Vaccinations: Vaccinations are designed to boost immunity to a virus to prevent infection.
Live viral vaccines are designed in the laboratory to cause few symptoms in recipients while giving them protective immunity against future infections. Polio was one disease that represented a milestone in the use of vaccines. Mass immunization campaigns in the 1950s and 1960s significantly reduced the incidence of the disease, which caused muscle paralysis in children and generated great fear in the general population when regional epidemics occurred. The success of the polio vaccine paved the way for the routine dispensation of childhood vaccines against measles, mumps, rubella, chickenpox, and other diseases.

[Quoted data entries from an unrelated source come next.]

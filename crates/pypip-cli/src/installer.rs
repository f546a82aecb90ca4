//! pip subprocess invocation

use pypip_deps::{Error, InstallEnvironment, InstallMode, InstallOutcome, InstallRequest, Installer, Result};
use std::io::{Read, Write};
use std::process::{Command, Stdio};

/// Runs `python -m pip`, or `hatch -e <env> run python -m pip` for a hatch environment
///
/// pip's output is echoed to the terminal as it arrives and also captured,
/// so a failure carries pip's error text.
#[derive(Debug, Default, Clone, Copy)]
pub struct PipInstaller;

impl PipInstaller {
    /// Create an installer
    pub fn new() -> Self {
        Self
    }

    /// `... -m pip` for the environment, without a pip subcommand
    pub fn pip_command(environment: &InstallEnvironment) -> Command {
        match &environment.hatch_env {
            Some(env) => {
                let mut cmd = Command::new("hatch");
                cmd.args(["-e", env.as_str(), "run", "python", "-m", "pip"]);
                cmd
            }
            None => {
                let mut cmd = Command::new(&environment.python);
                cmd.args(["-m", "pip"]);
                cmd
            }
        }
    }

    /// Full command for a request
    pub fn command(request: &InstallRequest) -> Command {
        let mut cmd = Self::pip_command(&request.environment);
        match request.mode {
            InstallMode::Install => {
                cmd.arg("install");
                if request.upgrade {
                    cmd.arg("--upgrade");
                }
                for spec in &request.specifiers {
                    if request.editable {
                        cmd.arg("-e");
                    }
                    cmd.arg(spec);
                }
            }
            InstallMode::Uninstall => {
                cmd.args(["uninstall", "-y"]).args(&request.specifiers);
            }
        }
        cmd
    }
}

fn describe(cmd: &Command) -> String {
    std::iter::once(cmd.get_program())
        .chain(cmd.get_args())
        .map(|part| part.to_string_lossy().into_owned())
        .collect::<Vec<_>>()
        .join(" ")
}

impl Installer for PipInstaller {
    fn run(&self, request: &InstallRequest) -> Result<InstallOutcome> {
        let mut cmd = Self::command(request);
        let shown = describe(&cmd);
        tracing::info!(command = %shown, "running pip");

        let mut child = cmd
            .stdout(Stdio::piped())
            .stderr(Stdio::piped())
            .spawn()
            .map_err(|e| Error::Installer(format!("{}: {}", shown, e)))?;

        let child_stderr = child.stderr.take();
        let stderr_reader = std::thread::spawn(move || tee(child_stderr, std::io::stderr()));
        let stdout = tee(child.stdout.take(), std::io::stdout());
        let stderr = stderr_reader.join().unwrap_or_default();

        let status = child
            .wait()
            .map_err(|e| Error::Installer(format!("{}: {}", shown, e)))?;

        Ok(InstallOutcome {
            // Killed by a signal
            exit_code: status.code().unwrap_or(1),
            stdout,
            stderr,
        })
    }

    fn installed_version(&self, name: &str, environment: &InstallEnvironment) -> Result<Option<String>> {
        let mut cmd = Self::pip_command(environment);
        cmd.args(["show", name]);
        let shown = describe(&cmd);

        let output = cmd
            .output()
            .map_err(|e| Error::Installer(format!("{}: {}", shown, e)))?;
        if !output.status.success() {
            tracing::debug!(package = name, "pip show found nothing");
            return Ok(None);
        }

        Ok(parse_pip_show_version(&String::from_utf8_lossy(&output.stdout)))
    }
}

/// Copy everything from `source` to `sink` and return what was copied
fn tee<R: Read, W: Write>(source: Option<R>, mut sink: W) -> String {
    let Some(mut source) = source else {
        return String::new();
    };
    let mut captured = Vec::new();
    let mut buf = [0u8; 8192];
    loop {
        match source.read(&mut buf) {
            Ok(0) => break,
            Ok(n) => {
                captured.extend_from_slice(&buf[..n]);
                // The terminal going away must not stop pip
                let _ = sink.write_all(&buf[..n]).and_then(|()| sink.flush());
            }
            Err(err) if err.kind() == std::io::ErrorKind::Interrupted => continue,
            Err(err) => {
                tracing::debug!(error = %err, "stopped reading pip output");
                break;
            }
        }
    }
    String::from_utf8_lossy(&captured).into_owned()
}

/// Pull `Version:` out of `pip show` output
pub fn parse_pip_show_version(output: &str) -> Option<String> {
    output
        .lines()
        .find_map(|line| line.strip_prefix("Version:"))
        .map(str::trim)
        .filter(|v| !v.is_empty())
        .map(str::to_string)
}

The danger of using live vaccines, which are usually more effective than killed vaccines, is low, but significant since the possibility that these viruses will revert to their disease-causing form by back mutations is still present. Live vaccines are usually made by attenuating (weakening) the “wild-type” (disease-causing) virus by growing it in the laboratory in tissues or at temperatures different from what the virus is accustomed to in the host. Adaptations to these new cells or temperatures induce mutations in the genomes of the virus, allowing it to grow better in the laboratory while inhibiting its ability to cause disease when reintroduced into conditions found in the host. These attenuated viruses still cause infection, but since they do not grow very well, they allow the immune response to develop in time to prevent major disease. Back mutations occur when the vaccine undergoes mutations in the host such that it readapts to the host and can again cause disease, which can then be spread to other humans in an epidemic. This type of scenario happened as recently as 2007 in Nigeria where mutations in a polio vaccine led to an epidemic of polio in that country.
Some vaccines are in continuous development because certain viruses, such as influenza and HIV, have a high mutation rate compared to other viruses and normal host cells. With influenza, mutations in the surface molecules of the virus help the organism evade the protective immunity that may have been obtained in a previous influenza season, making it necessary for individuals to get vaccinated every year. Other viruses, such as those that cause the childhood diseases measles, mumps, and rubella, mutate so infrequently that the same vaccine is used year after year.